Contrast induced nephropathy (CIN) is a potential complication of administration of contrast media. CIN is defined as an elevation of serum creatinine (Scr) of more than 25% or ≥0.5 mg/dl (44 μmol/l) from baseline within 48-72 hours in the absence of alternate causes of acute kidney injury (AKI). Incidence of contrast induced acute kidney injury (CI-AKI) in patients undergoing coronary angiography with normal baseline renal function was reported to be < 2%7. However, the incidence of CI-AKI was found to be as high as 50% in chronic kidney disease (CKD) patients undergoing Coronary Angiography.
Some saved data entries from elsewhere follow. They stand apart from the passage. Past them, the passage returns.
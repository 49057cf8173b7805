//! PDF assembly for rendered pages.
//!
//! A [`ChunkDocument`] receives rendered page JPEGs one at a time and embeds
//! each as a full-page image. [`merge_documents`] concatenates serialized
//! chunk documents in order.

use std::io::Cursor;

use image::codecs::jpeg::JpegDecoder;
use image::{ColorType, ImageDecoder};
use lopdf::{dictionary, Document, Object, ObjectId, Stream};
use tracing::debug;

use crate::error::ExportError;

const PDF_VERSION: &str = "1.7";
const PAGE_IMAGE_NAME: &str = "Im0";

/// Summary of one page of a serialized document.
#[derive(Debug, Clone, Copy, PartialEq)]
pub struct PageSummary {
    pub media_box: (f32, f32),
    pub image_width: i64,
    pub image_height: i64,
}

/// Output document for a single chunk.
pub struct ChunkDocument {
    doc: Document,
    pages_id: ObjectId,
    kids: Vec<Object>,
    page_width_pt: f64,
    page_height_pt: f64,
}

impl ChunkDocument {
    pub fn new(page_size_pt: (f64, f64)) -> Self {
        let mut doc = Document::with_version(PDF_VERSION);
        let pages_id = doc.new_object_id();
        Self {
            doc,
            pages_id,
            kids: Vec::new(),
            page_width_pt: page_size_pt.0,
            page_height_pt: page_size_pt.1,
        }
    }

    pub fn page_count(&self) -> usize {
        self.kids.len()
    }

    /// Appends one page showing `jpeg` stretched over the physical page.
    ///
    /// Only 8-bit grayscale and RGB JPEGs are accepted, since the bytes are
    /// passed through to the PDF unchanged.
    pub fn embed_jpeg(&mut self, jpeg: &[u8]) -> Result<(), String> {
        let decoder = JpegDecoder::new(Cursor::new(jpeg)).map_err(|e| e.to_string())?;
        let (width, height) = decoder.dimensions();
        let color_space = match decoder.color_type() {
            ColorType::L8 => "DeviceGray",
            ColorType::Rgb8 => "DeviceRGB",
            other => return Err(format!("unsupported JPEG color type {:?}", other)),
        };

        let image = Stream::new(
            dictionary! {
                "Type" => "XObject",
                "Subtype" => "Image",
                "Width" => i64::from(width),
                "Height" => i64::from(height),
                "ColorSpace" => color_space,
                "BitsPerComponent" => 8,
                "Filter" => "DCTDecode",
            },
            jpeg.to_vec(),
        );
        let image_id = self.doc.add_object(image);

        let content = format!(
            "q {:.3} 0 0 {:.3} 0 0 cm /{} Do Q\n",
            self.page_width_pt, self.page_height_pt, PAGE_IMAGE_NAME
        );
        let content_id = self
            .doc
            .add_object(Stream::new(dictionary! {}, content.into_bytes()));

        let page_id = self.doc.add_object(dictionary! {
            "Type" => "Page",
            "Parent" => self.pages_id,
            "MediaBox" => vec![
                Object::Integer(0),
                Object::Integer(0),
                Object::Real(self.page_width_pt as f32),
                Object::Real(self.page_height_pt as f32),
            ],
            "Contents" => content_id,
            "Resources" => dictionary! {
                "XObject" => dictionary! {
                    PAGE_IMAGE_NAME => image_id,
                },
            },
        });
        self.kids.push(Object::Reference(page_id));
        Ok(())
    }

    /// Serializes the document.
    pub fn finish(self) -> Result<Vec<u8>, String> {
        let Self {
            mut doc,
            pages_id,
            kids,
            ..
        } = self;
        let count = kids.len() as i64;
        serialize(&mut doc, pages_id, kids, count)
    }
}

fn serialize(
    doc: &mut Document,
    pages_id: ObjectId,
    kids: Vec<Object>,
    count: i64,
) -> Result<Vec<u8>, String> {
    doc.objects.insert(
        pages_id,
        Object::Dictionary(dictionary! {
            "Type" => "Pages",
            "Kids" => kids,
            "Count" => count,
        }),
    );
    let catalog_id = doc.add_object(dictionary! {
        "Type" => "Catalog",
        "Pages" => pages_id,
    });
    doc.trailer.set("Root", catalog_id);
    // Source catalogs and page trees of merged documents are unreachable now.
    doc.prune_objects();

    let mut bytes = Vec::new();
    doc.save_to(&mut bytes).map_err(|e| e.to_string())?;
    Ok(bytes)
}

/// Concatenates serialized documents, keeping document and page order.
pub fn merge_documents(documents: &[Vec<u8>]) -> Result<Vec<u8>, ExportError> {
    if documents.is_empty() {
        return Err(ExportError::Merge("no chunk documents to merge".to_string()));
    }

    let mut merged = Document::with_version(PDF_VERSION);
    let pages_id = merged.new_object_id();
    let mut kids = Vec::new();

    for (index, bytes) in documents.iter().enumerate() {
        let mut src = Document::load_mem(bytes)
            .map_err(|e| ExportError::Merge(format!("chunk {} is not a valid PDF: {}", index, e)))?;
        src.renumber_objects_with(merged.max_id + 1);

        let page_ids: Vec<ObjectId> = src.get_pages().values().copied().collect();
        merged.max_id = merged.max_id.max(src.max_id);
        merged.objects.extend(src.objects);

        for page_id in page_ids {
            let page = merged
                .get_object_mut(page_id)
                .and_then(Object::as_dict_mut)
                .map_err(|e| ExportError::Merge(format!("chunk {} page lookup failed: {}", index, e)))?;
            page.set("Parent", pages_id);
            kids.push(Object::Reference(page_id));
        }
        debug!(chunk = index, pages_total = kids.len(), "Merged chunk document");
    }

    let count = kids.len() as i64;
    serialize(&mut merged, pages_id, kids, count).map_err(ExportError::Merge)
}

/// Lists the pages of a serialized document with their embedded page image size.
pub fn inspect_pages(bytes: &[u8]) -> Result<Vec<PageSummary>, lopdf::Error> {
    let doc = Document::load_mem(bytes)?;
    let mut pages = Vec::new();

    for page_id in doc.get_pages().into_values() {
        let page = doc.get_dictionary(page_id)?;
        let media_box = page.get(b"MediaBox")?.as_array()?;
        let (Some(width), Some(height)) = (media_box.get(2), media_box.get(3)) else {
            return Err(lopdf::Error::ObjectType {
                expected: "four-entry MediaBox",
                found: "short array",
            });
        };
        let width = number(width)?;
        let height = number(height)?;

        let resources = page.get(b"Resources")?.as_dict()?;
        let xobjects = resources.get(b"XObject")?.as_dict()?;
        let image_id = xobjects.get(PAGE_IMAGE_NAME.as_bytes())?.as_reference()?;
        let image = doc.get_object(image_id)?.as_stream()?;

        pages.push(PageSummary {
            media_box: (width, height),
            image_width: image.dict.get(b"Width")?.as_i64()?,
            image_height: image.dict.get(b"Height")?.as_i64()?,
        });
    }
    Ok(pages)
}

fn number(object: &Object) -> Result<f32, lopdf::Error> {
    match object {
        Object::Integer(value) => Ok(*value as f32),
        other => other.as_float(),
    }
}
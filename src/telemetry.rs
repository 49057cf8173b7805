//! Telemetry and structured logging for the export worker.

use std::time::Duration;

use crate::job::{ExportJob, JobStatus};
use opentelemetry::trace::{Span, Tracer};
use opentelemetry::{global, KeyValue};
use tracing::{debug, info, warn};

const TRACER_NAME: &str = "cardsheet-export-worker";

/// Jobs slower than this are logged as warnings.
const SLOW_JOB_MS: i64 = 60_000;

/// Records a span and log line for a finished job.
///
/// Covers duration, status, retry count, session and error details.
pub fn record_job_telemetry(job: &ExportJob) {
    let tracer = global::tracer(TRACER_NAME);
    let mut span = tracer.start("export_job");

    span.set_attribute(KeyValue::new("job_id", job.job_id.clone()));
    span.set_attribute(KeyValue::new("status", job.status.to_string()));
    span.set_attribute(KeyValue::new("retry_count", job.retry_count as i64));
    span.set_attribute(KeyValue::new("card_count", job.cards.len() as i64));
    span.set_attribute(KeyValue::new(
        "product_name",
        job.settings.product_name.clone(),
    ));
    if let Some(ref session_id) = job.session_id {
        span.set_attribute(KeyValue::new("session_id", session_id.clone()));
    }

    if let Some(duration_ms) = job.processing_duration_ms() {
        span.set_attribute(KeyValue::new("duration_ms", duration_ms));

        info!(
            job_id = %job.job_id,
            duration_ms = duration_ms,
            status = %job.status,
            cards = job.cards.len(),
            "Export job finished"
        );

        if duration_ms > SLOW_JOB_MS {
            warn!(
                job_id = %job.job_id,
                duration_ms = duration_ms,
                "Export exceeded performance threshold ({}ms)",
                SLOW_JOB_MS
            );
        }
    }

    if job.status == JobStatus::Failed {
        if let Some(ref error) = job.error {
            span.set_attribute(KeyValue::new("error", error.clone()));
            span.set_attribute(KeyValue::new(
                "resumable",
                job.resume_session_id.is_some(),
            ));
            warn!(
                job_id = %job.job_id,
                error = %error,
                retry_count = job.retry_count,
                "Export job failed"
            );
        }
    }

    span.end();
}

/// Records a span for a chunk that finished rendering and assembly.
pub fn record_chunk_telemetry(session_id: &str, chunk_index: usize, pages: usize, elapsed: Duration) {
    let tracer = global::tracer(TRACER_NAME);
    let mut span = tracer.start("export_chunk");

    let elapsed_ms = elapsed.as_millis() as i64;
    span.set_attribute(KeyValue::new("session_id", session_id.to_string()));
    span.set_attribute(KeyValue::new("chunk_index", chunk_index as i64));
    span.set_attribute(KeyValue::new("page_count", pages as i64));
    span.set_attribute(KeyValue::new("duration_ms", elapsed_ms));
    span.end();

    debug!(
        session_id = %session_id,
        chunk = chunk_index,
        pages = pages,
        duration_ms = elapsed_ms,
        "Chunk completed"
    );
}

/// Records a worker heartbeat for monitoring worker health.
pub fn record_worker_heartbeat(queue_length: usize) {
    let tracer = global::tracer(TRACER_NAME);
    let mut span = tracer.start("worker_heartbeat");

    span.set_attribute(KeyValue::new("queue_length", queue_length as i64));
    span.end();

    info!(queue_length = queue_length, "Worker heartbeat");
}

/// Initializes OpenTelemetry with the OTLP exporter.
///
/// Call once at worker startup, inside the Tokio runtime. Reads:
/// - `OTEL_EXPORTER_OTLP_ENDPOINT` - Collector endpoint (default: http://localhost:4317)
/// - `OTEL_SERVICE_NAME` - Service name (default: cardsheet-export-worker)
pub fn init_telemetry() -> Result<(), Box<dyn std::error::Error>> {
    use opentelemetry_otlp::WithExportConfig;
    use opentelemetry_sdk::trace::Config;

    let endpoint = std::env::var("OTEL_EXPORTER_OTLP_ENDPOINT")
        .unwrap_or_else(|_| "http://localhost:4317".to_string());

    let service_name =
        std::env::var("OTEL_SERVICE_NAME").unwrap_or_else(|_| TRACER_NAME.to_string());

    let tracer = opentelemetry_otlp::new_pipeline()
        .tracing()
        .with_exporter(
            opentelemetry_otlp::new_exporter()
                .tonic()
                .with_endpoint(&endpoint),
        )
        .with_trace_config(Config::default().with_resource(
            opentelemetry_sdk::Resource::new(vec![
                KeyValue::new("service.name", service_name),
                KeyValue::new("service.version", env!("CARGO_PKG_VERSION")),
            ]),
        ))
        .install_batch(opentelemetry_sdk::runtime::Tokio)?;

    if let Some(provider) = tracer.provider() {
        global::set_tracer_provider(provider);
    }

    info!(endpoint = %endpoint, "Telemetry initialized");
    Ok(())
}
//! Final merge of chunk documents and delivery of the result.

use std::path::{Path, PathBuf};

use anyhow::{Context, Result};
use chrono::NaiveDate;
use tracing::info;

use crate::document::merge_documents;
use crate::error::ExportError;

/// Hands the finished document to whoever asked for it.
#[cfg_attr(test, mockall::automock)]
pub trait Delivery: Send + Sync {
    /// Delivers `bytes` under `filename`, returning where it ended up.
    fn deliver(&self, filename: &str, bytes: &[u8]) -> Result<PathBuf>;
}

/// Writes exports into a directory, never overwriting an earlier file.
#[derive(Debug, Clone)]
pub struct FileDelivery {
    output_dir: PathBuf,
}

impl FileDelivery {
    pub fn new(output_dir: impl Into<PathBuf>) -> Self {
        Self {
            output_dir: output_dir.into(),
        }
    }

    pub fn output_dir(&self) -> &Path {
        &self.output_dir
    }

    fn free_path(&self, filename: &str) -> PathBuf {
        let candidate = self.output_dir.join(filename);
        if !candidate.exists() {
            return candidate;
        }
        let path = Path::new(filename);
        let stem = path.file_stem().and_then(|s| s.to_str()).unwrap_or(filename);
        let ext = path.extension().and_then(|s| s.to_str());
        (1..)
            .map(|n| {
                let name = match ext {
                    Some(ext) => format!("{} ({}).{}", stem, n, ext),
                    None => format!("{} ({})", stem, n),
                };
                self.output_dir.join(name)
            })
            .find(|p| !p.exists())
            .unwrap_or(candidate)
    }
}

impl Delivery for FileDelivery {
    fn deliver(&self, filename: &str, bytes: &[u8]) -> Result<PathBuf> {
        std::fs::create_dir_all(&self.output_dir).with_context(|| {
            format!("Failed to create output directory {}", self.output_dir.display())
        })?;
        let path = self.free_path(filename);
        std::fs::write(&path, bytes)
            .with_context(|| format!("Failed to write export to {}", path.display()))?;
        Ok(path)
    }
}

/// `<product>_<YYYY-MM-DD>.pdf`
pub fn export_filename(product: &str, date: NaiveDate) -> String {
    format!("{}_{}.pdf", product, date.format("%Y-%m-%d"))
}

/// Result of a delivered export.
#[derive(Debug, Clone, PartialEq)]
pub struct Delivered {
    pub filename: String,
    pub location: PathBuf,
    pub bytes: usize,
}

/// Merges `chunks` in order and delivers the combined document.
///
/// The merge runs on the blocking pool; chunk buffers are released once the
/// merge has produced the final bytes.
pub async fn merge_and_deliver<D>(
    chunks: Vec<Vec<u8>>,
    filename: String,
    delivery: &D,
) -> Result<Delivered, ExportError>
where
    D: Delivery + ?Sized,
{
    let chunk_count = chunks.len();
    let merged = tokio::task::spawn_blocking(move || merge_documents(&chunks))
        .await
        .map_err(|e| ExportError::Merge(format!("merge task failed: {}", e)))??;

    let location = delivery
        .deliver(&filename, &merged)
        .map_err(|e| ExportError::Delivery(format!("{:#}", e)))?;

    info!(
        filename = %filename,
        location = %location.display(),
        chunks = chunk_count,
        bytes = merged.len(),
        "Export delivered"
    );

    Ok(Delivered {
        filename,
        location,
        bytes: merged.len(),
    })
}
// Copyright 2026 The Chat Relay Project
// SPDX-License-Identifier: Apache-2.0

use std::path::PathBuf;

use super::error::ConfigError;

/// Abstraction over where config YAML comes from.
///
/// `FileSource` reads from disk; `StringSource` provides content directly
/// (used in tests to avoid file I/O).
pub trait ConfigSource {
    fn load(&self) -> Result<String, ConfigError>;
}

/// Loads config from a file on disk.
pub struct FileSource {
    pub path: PathBuf,
}

impl ConfigSource for FileSource {
    fn load(&self) -> Result<String, ConfigError> {
        Ok(std::fs::read_to_string(&self.path)?)
    }
}

/// Provides config content directly as a string. Used for testing.
pub struct StringSource {
    pub content: String,
}

impl ConfigSource for StringSource {
    fn load(&self) -> Result<String, ConfigError> {
        Ok(self.content.clone())
    }
}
This high incidence reported by studies is mainly due to differences in definition, background renal failure, types and dose of contrast medium used and frequency of other co-existing potential cause of AKI. Recent studies have been published showing that risk of CIN is an ‘overestimated entity” in the literature. The objective of this study is to determine the frequency of CIN in CKD patients with creatinine clearance (CrCl) less than 60ml/min undergoing contrast exposure. We conducted prospective, controlled single center trial in 44 patients with CrCl than 60ml/min who were risk stratified according to Mehran scoring system and underwent coronary angiography or contrast enhanced CT scan and specific protocol for prevention of CIN i.e. IV Hydration with 0.9% Normal Saline was given before procedure and were followed up to 72 hours post procedure. Thirty-three patients out of Forty-Four patients (75%) got adequate hydration as per protocol however eleven patients underwent procedure without hydration as preexisting condition did not allow so. Out of forty-four patients, risk stratification according to Mehran protocol revealed that fifteen out of forty-four patients (34%) were in very high-risk group, sixteen (36%) were in High risk group and thirteen (29%) were in intermediate risk group. Our experience revealed that five Patients out of total Forty-Four patients (11.3%) suffered from Contrast induced Nephropathy and none of them needed hemodialysis. Our study has raised a serious question regarding the incidence of Contrast induced Nephropathy in High risk patients as reported previously. However, more studies are needed on this issue. Till that time, we might consider CIN “a myth rather than a reality”.